Целому морю — нужно всё небо,
Целому сердцу — нужен весь Бог.
(М. Цветаева)
Сердечность обнаруживает связующие человека и мир истину, добро и красоту.
И Всемогущим мой прекрасный дом
Для чувства этого построен,
И осужден страдать я долго в нем,
И в нем лишь буду я спокоен.
(Заглавная буква в слове Всемогущий моя — С.З.)
Этот «дом» — не что иное, как живое целое всей человеческой культуры, которая действительна лишь как индивидуальное интеллектуальное переживание. Именно представлению об интеллектуальном переживании («умном чувстве») точно соответствует «чувство правды в сердце человека».
Страдание же, на которое осужден лирический герой, есть путь к правде, осознание чувства, постижение справедливости. Это индивидуальное творческое свершение, претворение мира (в художественном творчестве или волевом акте) как реализация свободы, данной Творцом человеку.
«Мой дом», стихотворение Лермонтова (1830-31), философская медитация, не вполне обычная для его ранней лирики», — такая характеристика помещена в Лермонтовской энциклопедии [Аринштейн 1981б, с.283]. Вряд ли плодотворно объяснять эту необычность отражением философских идей просветителей (Ломоносов, Руссо), как это делает Л.М.
Аринштейн [Там же]. Мы имеем дело с одним из центральных произведений ранней лирики Лермонтова, где достаточно ясно осознана и сформулирована самобытная художественная мысль, творческая позиция поэта в мировоззренческом и эстетическом планах, т.е. поэтическая мысль Лермонтова свидетельствует о переживании экзистенциального порядка.
В частности, в связи со стихотворением «Мой дом» к плодотворным выводам приходит К.Э. Штайн: «Пространственная и временная бесконечность соединяются (у Лермонтова — С.З.) с конкретным («органическим») ощущением действительности… явление рассматривается в «пределе его», то есть на основе взаимоисключающих начал, позволяющих достигнуть глобальности и полноты описания» [Штайн 1996, с.38].
На наш взгляд, «глобальность» поэтического мира Лермонтова ближайшим образом связана с интеллектуальным переживанием библейской поэзии в связи с актуальными человеческими проблемами. Т.о., мы вновь обретаем мысль Л. Семенова о библейском источнике творчества Лермонтова, но в иной методологической модуляции.
Творческий путь поэта как подвиг, страдание и успокоение осуществим в поле христианской культуры, которая осуществилась в европейском сознании при посредничестве греческой философии (неоплатонизм Августина, Псевдо-Дионисия Ареопагита и др.) «Прекрасным домом» христианской культуры является порождающее интеллигибельное пространство Библии.

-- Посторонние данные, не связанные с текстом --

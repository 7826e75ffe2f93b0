//! Plugin dependency resolution and ordering
//!
//! Expands a requested plugin list of one type, pulls in the plugins it
//! depends on and orders it so that dependencies always run first.

use super::{Plugin, PluginCatalog, PluginContext, PluginRef, PluginSelection, PluginTable, PluginType};
use crate::error::{Error, Result};
use tracing::{error, info};

/// Selects every plugin of a type
const WILDCARD: &str = "all";

/// Prefix excluding a plugin from a wildcard selection
const NEGATION: char = '!';

/// Traversal state of one plugin while ordering
#[derive(Debug, Clone, Copy, PartialEq, Eq)]
enum Mark {
    New,
    Active,
    Done,
}

/// Turns requested plugin names into ordered, configured instances
#[derive(Debug)]
pub struct DependencyResolver<'a> {
    catalog: &'a PluginCatalog,
    context: &'a PluginContext,
    auto_dependencies: bool,
}

impl<'a> DependencyResolver<'a> {
    /// Create a resolver over a catalog
    pub fn new(catalog: &'a PluginCatalog, context: &'a PluginContext, auto_dependencies: bool) -> Self {
        Self {
            catalog,
            context,
            auto_dependencies,
        }
    }

    /// Expand `all` and `!name` entries against the catalog
    ///
    /// Order of first appearance is kept and duplicates are dropped.
    pub fn expand(&self, plugin_type: PluginType, requested: &[String]) -> Vec<String> {
        let excluded: Vec<&str> = requested
            .iter()
            .filter_map(|name| name.strip_prefix(NEGATION))
            .collect();

        let mut expanded: Vec<String> = Vec::new();
        for name in requested {
            let names = if name == WILDCARD {
                self.catalog.list(plugin_type)
            } else if name.starts_with(NEGATION) {
                continue;
            } else {
                vec![name.clone()]
            };
            for name in names {
                if !excluded.contains(&name.as_str()) && !expanded.contains(&name) {
                    expanded.push(name);
                }
            }
        }
        expanded
    }

    /// Resolve the enabled plugins of `plugin_type`
    ///
    /// Same-type dependencies are added to the request (or rejected when
    /// auto-resolution is off). Cross-type dependencies are enabled in
    /// `selection` and `table` and moved ahead of the other plugins of
    /// their type. The returned instances are ordered, configured and
    /// bound to the scan context.
    pub fn resolve(
        &self,
        plugin_type: PluginType,
        selection: &mut PluginSelection,
        table: &mut PluginTable,
    ) -> Result<Vec<Box<dyn Plugin>>> {
        let literal = selection.enabled(plugin_type).to_vec();
        let mut requested = self.expand(plugin_type, &literal);
        let mut changed = literal.iter().any(|name| name == WILDCARD);

        // Worklist over `requested`: dependencies appended while walking are
        // visited by the same loop.
        let mut instances: Vec<Box<dyn Plugin>> = Vec::with_capacity(requested.len());
        let mut index = 0;
        while index < requested.len() {
            let plugin = self.catalog.instantiate(plugin_type, &requested[index])?;
            for declared in plugin.dependencies() {
                let dependency = parse_dependency(plugin.name(), &declared)?;
                if dependency.plugin_type != plugin_type {
                    self.require_cross_type(plugin.name(), &dependency, selection, table)?;
                } else if !requested.contains(&dependency.name) {
                    self.require_same_type(plugin.name(), &dependency)?;
                    requested.push(dependency.name);
                    changed = true;
                }
            }
            instances.push(plugin);
            index += 1;
        }

        if changed {
            selection.set_enabled(plugin_type, requested.clone());
        }

        let mut ordered = order(plugin_type, instances)?;
        check_ordering(plugin_type, &ordered, &requested)?;

        for plugin in &mut ordered {
            self.configure(plugin.as_mut(), selection)?;
        }
        Ok(ordered)
    }

    fn require_same_type(&self, dependent: &str, dependency: &PluginRef) -> Result<()> {
        if !self.auto_dependencies {
            return Err(missing_dependency(dependent, dependency));
        }
        if !self.catalog.contains(dependency.plugin_type, &dependency.name) {
            return Err(unknown_dependency(dependent, dependency));
        }
        info!("Auto-enabling plugin: {}", dependency);
        Ok(())
    }

    fn require_cross_type(
        &self,
        dependent: &str,
        dependency: &PluginRef,
        selection: &mut PluginSelection,
        table: &mut PluginTable,
    ) -> Result<()> {
        let enabled = self.expand(dependency.plugin_type, selection.enabled(dependency.plugin_type));
        if enabled.contains(&dependency.name) {
            // Plugins others depend on run first within their own type
            selection.promote(dependency.plugin_type, &dependency.name);
            table.promote(dependency.plugin_type, &dependency.name);
            return Ok(());
        }

        if !self.auto_dependencies {
            return Err(missing_dependency(dependent, dependency));
        }

        let mut plugin = self
            .catalog
            .instantiate(dependency.plugin_type, &dependency.name)
            .map_err(|_| unknown_dependency(dependent, dependency))?;
        self.configure(plugin.as_mut(), selection)?;
        if !table.contains(dependency.plugin_type, &dependency.name) {
            table.insert_front(plugin);
        }
        selection.promote(dependency.plugin_type, &dependency.name);
        info!("Auto-enabling plugin: {}", dependency);
        Ok(())
    }

    /// Apply stored options and bind the scan context
    fn configure(&self, plugin: &mut dyn Plugin, selection: &PluginSelection) -> Result<()> {
        if let Some(options) = selection.options(plugin.plugin_type(), plugin.name()) {
            plugin.set_options(options).map_err(|e| {
                Error::Configuration(format!(
                    "Invalid options for plugin \"{}.{}\": {}",
                    plugin.plugin_type(),
                    plugin.name(),
                    e
                ))
            })?;
        }
        plugin.bind(self.context.clone());
        Ok(())
    }
}

fn parse_dependency(dependent: &str, declared: &str) -> Result<PluginRef> {
    PluginRef::parse(declared).ok_or_else(|| {
        Error::Configuration(format!(
            "Plugin dependencies must be indicated using pluginType.pluginName notation. \
             This is an error in {}.dependencies().",
            dependent
        ))
    })
}

fn missing_dependency(dependent: &str, dependency: &PluginRef) -> Error {
    Error::Configuration(format!(
        "Plugin \"{}\" depends on plugin \"{}\" and \"{}\" is not enabled.",
        dependent, dependency, dependency
    ))
}

fn unknown_dependency(dependent: &str, dependency: &PluginRef) -> Error {
    Error::Configuration(format!(
        "Plugin \"{}\" depends on plugin \"{}\" which does not exist.",
        dependent, dependency
    ))
}

/// Order plugins so each one follows its same-type dependencies
///
/// Depth-first over the requested order with an explicit stack: a plugin
/// without dependencies keeps its position, a plugin with dependencies is
/// emitted right after them.
fn order(plugin_type: PluginType, plugins: Vec<Box<dyn Plugin>>) -> Result<Vec<Box<dyn Plugin>>> {
    let names: Vec<String> = plugins.iter().map(|p| p.name().to_string()).collect();
    let edges: Vec<Vec<usize>> = plugins
        .iter()
        .map(|plugin| {
            plugin
                .dependencies()
                .iter()
                .filter_map(|declared| PluginRef::parse(declared))
                .filter(|dependency| dependency.plugin_type == plugin_type)
                .filter_map(|dependency| names.iter().position(|n| *n == dependency.name))
                .collect()
        })
        .collect();

    let mut marks = vec![Mark::New; plugins.len()];
    let mut sequence = Vec::with_capacity(plugins.len());
    for root in 0..plugins.len() {
        if marks[root] != Mark::New {
            continue;
        }
        marks[root] = Mark::Active;
        let mut stack = vec![(root, 0usize)];
        while let Some(top) = stack.last_mut() {
            let node = top.0;
            let next = edges[node].get(top.1).copied();
            top.1 += 1;
            match next {
                Some(dep) => match marks[dep] {
                    Mark::New => {
                        marks[dep] = Mark::Active;
                        stack.push((dep, 0));
                    }
                    Mark::Active => {
                        let cycle: Vec<&str> = stack
                            .iter()
                            .skip_while(|(i, _)| *i != dep)
                            .map(|(i, _)| names[*i].as_str())
                            .chain(std::iter::once(names[dep].as_str()))
                            .collect();
                        return Err(Error::Configuration(format!(
                            "Circular dependency between {} plugins: {}",
                            plugin_type,
                            cycle.join(" -> ")
                        )));
                    }
                    Mark::Done => {}
                },
                None => {
                    marks[node] = Mark::Done;
                    sequence.push(node);
                    stack.pop();
                }
            }
        }
    }

    let mut slots: Vec<Option<Box<dyn Plugin>>> = plugins.into_iter().map(Some).collect();
    Ok(sequence
        .into_iter()
        .filter_map(|index| slots[index].take())
        .collect())
}

/// The ordered list must hold exactly the requested plugins
fn check_ordering(plugin_type: PluginType, ordered: &[Box<dyn Plugin>], requested: &[String]) -> Result<()> {
    if ordered.len() == requested.len() {
        return Ok(());
    }

    let ordered: Vec<String> = ordered.iter().map(|p| p.name().to_string()).collect();
    error!(
        "The ordered plugin list length is not equal to the requested plugin list. \
         The error was found sorting plugins of type: {}.",
        plugin_type
    );
    error!("Ordered plugins:");
    for name in &ordered {
        error!("- {}", name);
    }
    error!("Requested plugins:");
    for name in requested {
        error!("- {}", name);
    }

    Err(Error::InternalConsistency {
        plugin_type,
        ordered,
        requested: requested.to_vec(),
    })
}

В Библии постольку предсказано будущее, поскольку его свершение есть дело рук христианского человека. Иначе: человек, созданный христианством в своей познавательно-нравственно-эстетической сущности, обращается к Библии со своим беспокойством и способен найти в ней ответ и успокоение.
А. Камю сказал: «…цель всякой интеллектуальной жизни — стать Богом» [Камю 1990б, с.157], — поэтому конфессиональное обращение художника, тем более романтического, невозможно в полной мере, но благодаря творческому дару, гениальному созерцанию он обретает тайну мира.
Такое художническое обращение — предел самоопределения человека: не пребывание в тайне, доступное вере, не разгадка ее, к чему стремится ученый-естествоиспытатель, не обладание истиной-ответом философа — устроителя общества, а прикосновение к тайне, способность назвать ее: вот тайна.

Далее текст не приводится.